5. Relieves muscle soreness and accelerates recovery
Athletes frequently turn to ice baths to aid their recovery, the idea being that the cold reduces blood flow, swelling and inflammation of the muscles.
Cold showers could have a similar effect, as the cold water is an analgesic (painkiller) and may be enough to decrease swelling, says Prof Tipton.
However, he notes that while there is “some evidence” cold water can help muscle aches, the evidence “is not convincing across the board”. For example, some studies suggest that cold water actually lowers protein generation, which is vital for building and repairing muscle.

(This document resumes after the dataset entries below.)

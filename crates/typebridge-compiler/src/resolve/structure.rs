//! Index signatures and extends clauses of type declarations.

use typebridge_core::{NamedType, SpecialType, TypeDeclaration};

use crate::classify::{IndexKey, ResolvedType, classify};

/// An index signature line.
#[derive(Clone, Debug, PartialEq, Eq)]
pub enum Indexer {
    /// `[key: string]: V;` or `[key: number]: V;`
    Key { key: IndexKey, value: ResolvedType },
    /// `[index: number]: T;`
    Index { element: ResolvedType },
}

impl Indexer {
    pub fn render(&self) -> String {
        match self {
            Self::Key { key, value } => format!("[key: {}]: {};", key.as_str(), value.render()),
            Self::Index { element } => format!("[index: number]: {};", element.render()),
        }
    }
}

/// Interfaces considered for indexer detection.
///
/// A source base already carries the indexers its interfaces imply, so only
/// the directly declared list is used then.
fn indexer_interfaces(decl: &TypeDeclaration) -> &[NamedType] {
    match &decl.base {
        Some(base) if base.has_source => &decl.interfaces,
        _ => &decl.all_interfaces,
    }
}

/// The index signature a declaration emits, if any.
///
/// A dictionary-shaped interface wins over an enumerable one. When its key is
/// neither string nor numeric no indexer is emitted at all.
pub fn resolve_indexer(decl: &TypeDeclaration) -> Option<Indexer> {
    let interfaces = indexer_interfaces(decl);

    let dictionary = interfaces
        .iter()
        .find(|i| i.special == SpecialType::GenericDictionary && i.type_args.len() == 2);
    if let Some(dictionary) = dictionary {
        let [key, value] = dictionary.type_args.as_slice() else {
            return None;
        };
        let Some(key) = IndexKey::of(key) else {
            tracing::trace!(ty = %decl.name, "dictionary key has no index signature");
            return None;
        };
        return Some(Indexer::Key {
            key,
            value: classify(value),
        });
    }

    interfaces
        .iter()
        .find(|i| i.special == SpecialType::GenericEnumerable && i.type_args.len() == 1)
        .map(|enumerable| Indexer::Index {
            element: classify(&enumerable.type_args[0]),
        })
}

/// The base name for an `extends` clause. Only source bases qualify.
pub fn resolve_extends(decl: &TypeDeclaration) -> Option<&str> {
    decl.base
        .as_ref()
        .filter(|base| base.has_source)
        .map(|base| base.name.as_str())
}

6. Aids in pain relief and reduces migraines
There’s anecdotal evidence of cold baths and cold water swimming easing very severe migraines, Prof Tipton notes. These accounts suggest short-term exposure to the cold may ease pain, he says.
Cold receptors are located about 0.18mm below the skin surface and, when skin temperature drops quickly, these fire off an enormous amount of information to the central nervous system and the subsequent gasping changes blood flow in the brain, he explains.
A reduction in pain could be down to a combination of those two things or other factors,” he says.
7. Enhances mood and promotes emotional wellbeing
There’s anecdotal evidence from cold water swimmers that it dramatically improves their mood and wellbeing, says Prof Tipton. “I work with the Bluetits [an outdoor swimming group in Pembrokeshire] and I am overwhelmed by the accounts of people who say it has changed their life. People are in tears about it.
“The vast majority of people who report benefits, say it’s to their mental wellbeing, although the mechanism behind this effect is unclear. The cold water is clearly activating people and waking them up, which will be down to the cold shock response and the release of stress hormones.”
Health risks to consider before having a cold shower
Before stepping into a cold shower, it’s important to consider if you’re in good enough health to do so, says Prof Tipton.
“We’re a tropical animal that wants to be naked in 28C. Taking that animal and showering it with 10 or 12C water is a really stressful thing to do,” he says.
The cold triggers cold water shock, which is a gasp of breath, followed by rapid breathing and high blood pressure. While this can be beneficial for some over a short time, it will become detrimental to everyone with time, so people should stay in a cold shower for no more than one minute.
It is especially dangerous for people with cardiovascular disease, aneurysms or heart problems and they therefore shouldn’t try it, Prof Tipton says.
Other complications of cold water that could affect anyone include hypothermia and non-freezing cold injury, he warns, is damage to the small nerves and blood vessels of the hands and feets that can last for life.